Algorithm-based mapping of products in a branded Canadian food and beverage database to their equivalents in Health Canada's Canadian Nutrient File

Front Nutr. 2023 Feb 16:9:1013516. doi: 10.3389/fnut.2022.1013516. eCollection 2022.


Introduction: There is increasing recognition of the value of linking food sales databases to national food composition tables for population nutrition research.

Objectives: Expanding upon automated and manual database mapping approaches in the literature, our aim was to match 1,179 food products in the Canadian data subset of Euromonitor International's Passport Nutrition to their closest respective equivalents in Health Canada's Canadian Nutrient File (CNF).

Methods: Matching took place in two major steps. First, an algorithm based on thresholds of maximal nutrient difference (between Euromonitor and CNF foods) and fuzzy matching was executed to offer match options. If a nutritionally appropriate match was available among the algorithm suggestions, it was selected. When the suggested set contained no nutritionally sound matches, the Euromonitor product was instead manually matched to a CNF food or deemed unmatchable, with the unique addition of expert validation to maximize meticulousness in matching. Both steps were independently performed by at least two team members with dietetics expertise.

Results: Of 1,111 Euromonitor products run through the algorithm, an accurate CNF match was offered for 65% of them; missing or zero-calorie data precluded 68 products from being run in the algorithm. Products with 2 or more algorithm-suggested CNF matches had higher match accuracy than those with one (71 vs. 50%, respectively). Overall, inter-rater agreement (reliability) rates were robust for matches chosen among algorithm options (51%) and even higher regarding whether manual selection would be required (71%); among manually selected CNF matches, reliability was 33%. Ultimately, 1,152 (98%) Euromonitor products were matched to a CNF equivalent.

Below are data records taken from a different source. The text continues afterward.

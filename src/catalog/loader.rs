//! Skill Catalog Loader
//!
//! Walks a catalog root of `category/document.md` files and builds the
//! in-memory skill list. One bad document never aborts the load; it is
//! logged and skipped.

use std::fs;
use std::path::Path;

use tracing::{debug, warn};

use crate::catalog::commands::extract_commands;
use crate::catalog::format::parse_document;
use crate::types::Skill;

// ---------------------------------------------------------------------------
// Public API
// ---------------------------------------------------------------------------

/// Load every parseable skill document under `root`.
///
/// The tree is one level deep: immediate subdirectories are categories and
/// each `.md` file inside them is a candidate document. A missing root is
/// a valid (empty) catalog, not an error.
///
/// Resulting order is category order then filename order, exactly as
/// `fs::read_dir` yields them (platform directory order, not sorted).
pub fn load_catalog(root: &Path, prefixes: &[String]) -> Vec<Skill> {
    if !root.is_dir() {
        warn!(
            "skill catalog directory {} does not exist; starting with an empty catalog",
            root.display()
        );
        return Vec::new();
    }

    let mut skills: Vec<Skill> = Vec::new();

    let categories = match fs::read_dir(root) {
        Ok(entries) => entries,
        Err(e) => {
            warn!("failed to enumerate catalog root {}: {}", root.display(), e);
            return Vec::new();
        }
    };

    for category in categories.flatten() {
        let category_path = category.path();
        if !category_path.is_dir() {
            continue;
        }

        let documents = match fs::read_dir(&category_path) {
            Ok(entries) => entries,
            Err(e) => {
                warn!(
                    "failed to enumerate category {}: {}",
                    category_path.display(),
                    e
                );
                continue;
            }
        };

        for document in documents.flatten() {
            let path = document.path();

            let ext = path.extension().and_then(|e| e.to_str()).unwrap_or("");
            if ext != "md" {
                continue;
            }

            match load_skill_document(&path, prefixes) {
                Ok(skill) => {
                    debug!(
                        "loaded skill '{}' with {} command(s) from {}",
                        skill.metadata.name,
                        skill.commands.len(),
                        path.display()
                    );
                    skills.push(skill);
                }
                Err(e) => {
                    warn!("skipping skill document {}: {}", path.display(), e);
                }
            }
        }
    }

    skills
}

// ---------------------------------------------------------------------------
// Internal helpers
// ---------------------------------------------------------------------------

/// Read, parse, and command-scan a single document into a `Skill`.
fn load_skill_document(
    path: &Path,
    prefixes: &[String],
) -> Result<Skill, crate::error::DocumentError> {
    let content = fs::read_to_string(path)?;
    let (mut metadata, body) = parse_document(&content)?;

    // A nameless skill cannot be resolved against; fall back to the file
    // stem like `vault/obsidian.md` -> `obsidian`.
    if metadata.name.is_empty() {
        metadata.name = name_from_path(path);
    }

    let commands = extract_commands(&body, prefixes);

    Ok(Skill {
        path: path.to_string_lossy().to_string(),
        metadata,
        content: body,
        commands,
    })
}

/// Derive a skill name from the file stem.
fn name_from_path(path: &Path) -> String {
    path.file_stem()
        .and_then(|s| s.to_str())
        .unwrap_or("unknown")
        .to_string()
}

#[cfg(test)]
mod tests {
    use super::*;
    use std::path::PathBuf;
    use uuid::Uuid;

    fn prefixes() -> Vec<String> {
        vec!["obsidian-cli".to_string(), "obsidian://".to_string()]
    }

    /// Create a unique throwaway catalog root for one test.
    fn scratch_root() -> PathBuf {
        let root = std::env::temp_dir().join(format!("skillrouter-test-{}", Uuid::new_v4()));
        fs::create_dir_all(&root).unwrap();
        root
    }

    fn write_doc(root: &Path, category: &str, file: &str, content: &str) {
        let dir = root.join(category);
        fs::create_dir_all(&dir).unwrap();
        fs::write(dir.join(file), content).unwrap();
    }

    const OBSIDIAN_DOC: &str = "---\nname: obsidian\ndescription: Notes\n---\n\nSearch with `obsidian-cli search \"query\"` and never `echo hi`.\n";

    #[test]
    fn test_missing_root_yields_empty_catalog() {
        let ghost = std::env::temp_dir().join(format!("skillrouter-ghost-{}", Uuid::new_v4()));
        assert!(load_catalog(&ghost, &prefixes()).is_empty());
    }

    #[test]
    fn test_load_builds_skills_with_filtered_commands() {
        let root = scratch_root();
        write_doc(&root, "notes", "obsidian.md", OBSIDIAN_DOC);

        let skills = load_catalog(&root, &prefixes());
        assert_eq!(skills.len(), 1);
        assert_eq!(skills[0].metadata.name, "obsidian");
        assert_eq!(skills[0].commands, vec!["obsidian-cli search \"query\""]);
        assert!(!skills[0].content.contains("---"));

        fs::remove_dir_all(&root).unwrap();
    }

    #[test]
    fn test_bad_document_is_skipped_not_fatal() {
        let root = scratch_root();
        write_doc(&root, "notes", "obsidian.md", OBSIDIAN_DOC);
        write_doc(&root, "notes", "broken.md", "no front block at all");

        let skills = load_catalog(&root, &prefixes());
        assert_eq!(skills.len(), 1);
        assert_eq!(skills[0].metadata.name, "obsidian");

        fs::remove_dir_all(&root).unwrap();
    }

    #[test]
    fn test_non_md_files_and_root_level_files_ignored() {
        let root = scratch_root();
        write_doc(&root, "notes", "obsidian.md", OBSIDIAN_DOC);
        write_doc(&root, "notes", "notes.txt", OBSIDIAN_DOC);
        fs::write(root.join("stray.md"), OBSIDIAN_DOC).unwrap();

        let skills = load_catalog(&root, &prefixes());
        assert_eq!(skills.len(), 1);

        fs::remove_dir_all(&root).unwrap();
    }

    #[test]
    fn test_nameless_document_falls_back_to_file_stem() {
        let root = scratch_root();
        write_doc(
            &root,
            "notes",
            "daily-notes.md",
            "---\ndescription: Unnamed\n---\nbody",
        );

        let skills = load_catalog(&root, &prefixes());
        assert_eq!(skills.len(), 1);
        assert_eq!(skills[0].metadata.name, "daily-notes");

        fs::remove_dir_all(&root).unwrap();
    }

    #[test]
    fn test_loading_twice_is_idempotent() {
        let root = scratch_root();
        write_doc(&root, "notes", "obsidian.md", OBSIDIAN_DOC);

        let first = load_catalog(&root, &prefixes());
        let second = load_catalog(&root, &prefixes());
        assert_eq!(first, second);

        fs::remove_dir_all(&root).unwrap();
    }
}
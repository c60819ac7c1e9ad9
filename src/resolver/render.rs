//! Catalog Digest Rendering
//!
//! Builds the compact textual view of the catalog that rides along with
//! every reasoning request, and the system instructions around it.

use crate::types::Skill;

/// Commands shown per skill in the digest. Keeps the request small for
/// large catalogs.
const MAX_EXAMPLE_COMMANDS: usize = 3;

// ---------------------------------------------------------------------------
// Public API
// ---------------------------------------------------------------------------

/// Render one line per skill: name, description, and up to three example
/// commands.
pub fn render_catalog(catalog: &[Skill]) -> String {
    let mut sections: Vec<String> = Vec::new();

    for skill in catalog {
        let mut entry = format!("- {}: {}", skill.metadata.name, skill.metadata.description);

        if !skill.commands.is_empty() {
            let examples: Vec<&str> = skill
                .commands
                .iter()
                .take(MAX_EXAMPLE_COMMANDS)
                .map(|c| c.as_str())
                .collect();
            entry.push_str(&format!("\n  commands: {}", examples.join(" | ")));
        }

        sections.push(entry);
    }

    sections.join("\n")
}

/// The full system instruction block for the reasoning service: task
/// description, the rendered catalog, and the required reply shape.
pub fn build_system_instructions(catalog: &[Skill]) -> String {
    format!(
        "You route user requests to skills. Available skills:\n\n{}\n\n\
         Reply with a single JSON object and nothing else:\n\
         {{\"skillName\": \"<skill>\", \"command\": \"<command to run>\", \"rationale\": \"<why>\"}}",
        render_catalog(catalog)
    )
}

#[cfg(test)]
mod tests {
    use super::*;
    use crate::types::{Skill, SkillMetadata};

    fn skill(name: &str, description: &str, commands: &[&str]) -> Skill {
        Skill {
            path: format!("/skills/notes/{}.md", name),
            metadata: SkillMetadata {
                name: name.to_string(),
                description: description.to_string(),
                homepage: String::new(),
                metadata: serde_json::Map::new(),
            },
            content: String::new(),
            commands: commands.iter().map(|c| c.to_string()).collect(),
        }
    }

    #[test]
    fn test_render_lists_name_and_description() {
        let catalog = vec![skill("obsidian", "Notes", &["obsidian-cli open"])];
        let digest = render_catalog(&catalog);
        assert!(digest.contains("- obsidian: Notes"));
        assert!(digest.contains("commands: obsidian-cli open"));
    }

    #[test]
    fn test_render_caps_examples_at_three() {
        let catalog = vec![skill(
            "obsidian",
            "Notes",
            &["a", "b", "c", "obsidian-cli never-shown"],
        )];
        let digest = render_catalog(&catalog);
        assert!(digest.contains("a | b | c"));
        assert!(!digest.contains("never-shown"));
    }

    #[test]
    fn test_render_skips_commands_line_when_empty() {
        let catalog = vec![skill("obsidian", "Notes", &[])];
        assert_eq!(render_catalog(&catalog), "- obsidian: Notes");
    }

    #[test]
    fn test_system_instructions_embed_digest_and_shape() {
        let catalog = vec![skill("obsidian", "Notes", &[])];
        let instructions = build_system_instructions(&catalog);
        assert!(instructions.contains("- obsidian: Notes"));
        assert!(instructions.contains("skillName"));
        assert!(instructions.contains("rationale"));
    }
}
//! Router Configuration
//!
//! Loads and saves the router's configuration from
//! `~/.skillrouter/config.json`.

use std::fs;
use std::path::PathBuf;

use anyhow::{Context, Result};

use crate::types::{default_config, RouterConfig};

/// Config file name within the router directory.
const CONFIG_FILENAME: &str = "config.json";

/// Environment variable consulted when the config file carries no API key.
const API_KEY_ENV: &str = "SKILLROUTER_API_KEY";

/// Returns the router's config directory: `~/.skillrouter`.
pub fn get_router_dir() -> PathBuf {
    dirs::home_dir()
        .unwrap_or_else(|| PathBuf::from("/root"))
        .join(".skillrouter")
}

/// Returns the full path to the config file: `~/.skillrouter/config.json`.
pub fn get_config_path() -> PathBuf {
    get_router_dir().join(CONFIG_FILENAME)
}

/// Load the router config from disk.
///
/// Missing fields are merged with defaults; an absent `reasoningApiKey`
/// falls back to the `SKILLROUTER_API_KEY` environment variable. Returns
/// the plain defaults (plus the env key, if set) when the file does not
/// exist or cannot be parsed.
pub fn load_config() -> RouterConfig {
    let config_path = get_config_path();

    let config = fs::read_to_string(&config_path)
        .ok()
        .and_then(|contents| serde_json::from_str::<RouterConfig>(&contents).ok())
        .unwrap_or_else(default_config);

    merge_defaults(config)
}

/// Save the router config to `~/.skillrouter/config.json`, creating the
/// directory if needed.
pub fn save_config(config: &RouterConfig) -> Result<()> {
    let dir = get_router_dir();
    if !dir.exists() {
        fs::create_dir_all(&dir).context("Failed to create router directory")?;
    }

    let json = serde_json::to_string_pretty(config).context("Failed to serialize config")?;
    fs::write(get_config_path(), &json).context("Failed to write config file")?;

    Ok(())
}

/// Fill unset fields with defaults and apply the API-key env fallback.
pub fn merge_defaults(mut config: RouterConfig) -> RouterConfig {
    let defaults = default_config();

    if config.skills_dir.is_empty() {
        config.skills_dir = defaults.skills_dir;
    }
    if config.reasoning_api_url.is_empty() {
        config.reasoning_api_url = defaults.reasoning_api_url;
    }
    if config.reasoning_model.is_empty() {
        config.reasoning_model = defaults.reasoning_model;
    }
    if config.request_timeout_secs == 0 {
        config.request_timeout_secs = defaults.request_timeout_secs;
    }
    if config.command_prefixes.is_empty() {
        config.command_prefixes = defaults.command_prefixes;
    }

    if config.reasoning_api_key.is_empty() {
        if let Ok(key) = std::env::var(API_KEY_ENV) {
            config.reasoning_api_key = key;
        }
    }

    config
}

/// Resolve a path that may start with `~` to an absolute path.
pub fn resolve_path(p: &str) -> String {
    if let Some(rest) = p.strip_prefix('~') {
        let home = dirs::home_dir().unwrap_or_else(|| PathBuf::from("/root"));
        let rest = rest.strip_prefix('/').unwrap_or(rest);
        home.join(rest).to_string_lossy().to_string()
    } else {
        p.to_string()
    }
}
//! Skill Document Parser
//!
//! Parses `.md` skill documents that use a delimited front block for
//! metadata and a Markdown body for documentation.
//!
//! Expected format:
//! ```text
//! ---
//! name: obsidian
//! description: Work with an Obsidian vault
//! homepage: https://obsidian.md
//! metadata: {"version": 1}
//! ---
//!
//! Documentation with inline `obsidian-cli ...` command spans...
//! ```

use crate::error::DocumentError;
use crate::types::SkillMetadata;

// ---------------------------------------------------------------------------
// Public API
// ---------------------------------------------------------------------------

/// Parse a raw skill document into its metadata record and body text.
///
/// The front block must be present and terminated; otherwise the document
/// is rejected with [`DocumentError::MalformedDocument`] and no partial
/// metadata escapes.
pub fn parse_document(raw: &str) -> Result<(SkillMetadata, String), DocumentError> {
    let trimmed = raw.trim_start();

    if !trimmed.starts_with("---") {
        return Err(DocumentError::MalformedDocument(
            "missing opening front block delimiter".to_string(),
        ));
    }

    // Everything between the opening `---` and the next `\n---` line is
    // the front block.
    let after_open = &trimmed[3..];
    let close_idx = after_open.find("\n---").ok_or_else(|| {
        DocumentError::MalformedDocument("unterminated front block".to_string())
    })?;

    let block = after_open[..close_idx].trim();
    let metadata = parse_front_block(block);

    // The body is everything after the closing delimiter, verbatim apart
    // from the delimiter's own line break.
    let after_close = &after_open[close_idx + 4..];
    let body = after_close.trim_start_matches('\n').to_string();

    Ok((metadata, body))
}

// ---------------------------------------------------------------------------
// Internal helpers
// ---------------------------------------------------------------------------

/// Parse the `key: value` lines of a front block into a metadata record.
///
/// Blank lines and lines without a colon are skipped. Unrecognized keys
/// are ignored so documents can carry extra fields without breaking older
/// readers. A failed parse of the `metadata` literal leaves that mapping
/// empty rather than failing the document.
fn parse_front_block(block: &str) -> SkillMetadata {
    let mut meta = SkillMetadata::empty();

    for line in block.lines() {
        let line = line.trim();
        if line.is_empty() {
            continue;
        }

        // Split on the first colon.
        let colon = match line.find(':') {
            Some(i) => i,
            None => continue,
        };
        let key = line[..colon].trim();
        let value = line[colon + 1..].trim();

        match key {
            "name" => meta.name = strip_quotes(value).to_string(),
            "description" => meta.description = strip_quotes(value).to_string(),
            "homepage" => meta.homepage = strip_quotes(value).to_string(),
            "metadata" => meta.metadata = parse_metadata_literal(value),
            _ => {}
        }
    }

    meta
}

/// Parse the embedded JSON literal of a `metadata` key. Anything that is
/// not a well-formed JSON object yields an empty mapping.
fn parse_metadata_literal(value: &str) -> serde_json::Map<String, serde_json::Value> {
    match serde_json::from_str::<serde_json::Value>(value) {
        Ok(serde_json::Value::Object(map)) => map,
        _ => serde_json::Map::new(),
    }
}

/// Strip a single pair of matching leading/trailing quote characters
/// (`"` or `'`). Unmatched or absent quotes are left alone.
fn strip_quotes(s: &str) -> &str {
    let bytes = s.as_bytes();
    if bytes.len() >= 2 {
        let first = bytes[0];
        if (first == b'"' || first == b'\'') && bytes[bytes.len() - 1] == first {
            return &s[1..s.len() - 1];
        }
    }
    s
}
//! Error taxonomy for skill document ingestion.
//!
//! Only document-level faults are typed: a malformed document is fatal to
//! that single file and logged-and-skipped during catalog load. A missing
//! catalog root and an unavailable reasoning service are degraded states,
//! not errors, and never reach callers.

use thiserror::Error;

/// Failure to turn a raw document into a `Skill`.
#[derive(Debug, Error)]
pub enum DocumentError {
    /// The front block is missing or unterminated. No partial metadata is
    /// returned.
    #[error("malformed document: {0}")]
    MalformedDocument(String),

    /// The document could not be read off disk.
    #[error("failed to read document: {0}")]
    Io(#[from] std::io::Error),
}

Conclusion: Our reported matching process successfully bridged a food sales database's products to their respective CNF matches for use in future nutritional epidemiological studies of branded foods sold in Canada. Our team's novel utilization of dietetics expertise aided in match validation at both steps, ensuring rigor and quality of resulting match selections.

Keywords: Canada; Canadian Nutrient File; database mapping; food composition tables (FCTs); food supply; fuzzy matching; nutritional surveillance and monitoring; public health nutrition.

Grants and funding

Authors acknowledge MJ’s funding from the Canadian Institutes of Health Research (CIHR #428028), Banting Foundation Discovery Grant (#2019-1406), and the Canada Research Chair program (#950–233168) for this study. SG received a Yale Fox International Fellowship that also supported this work.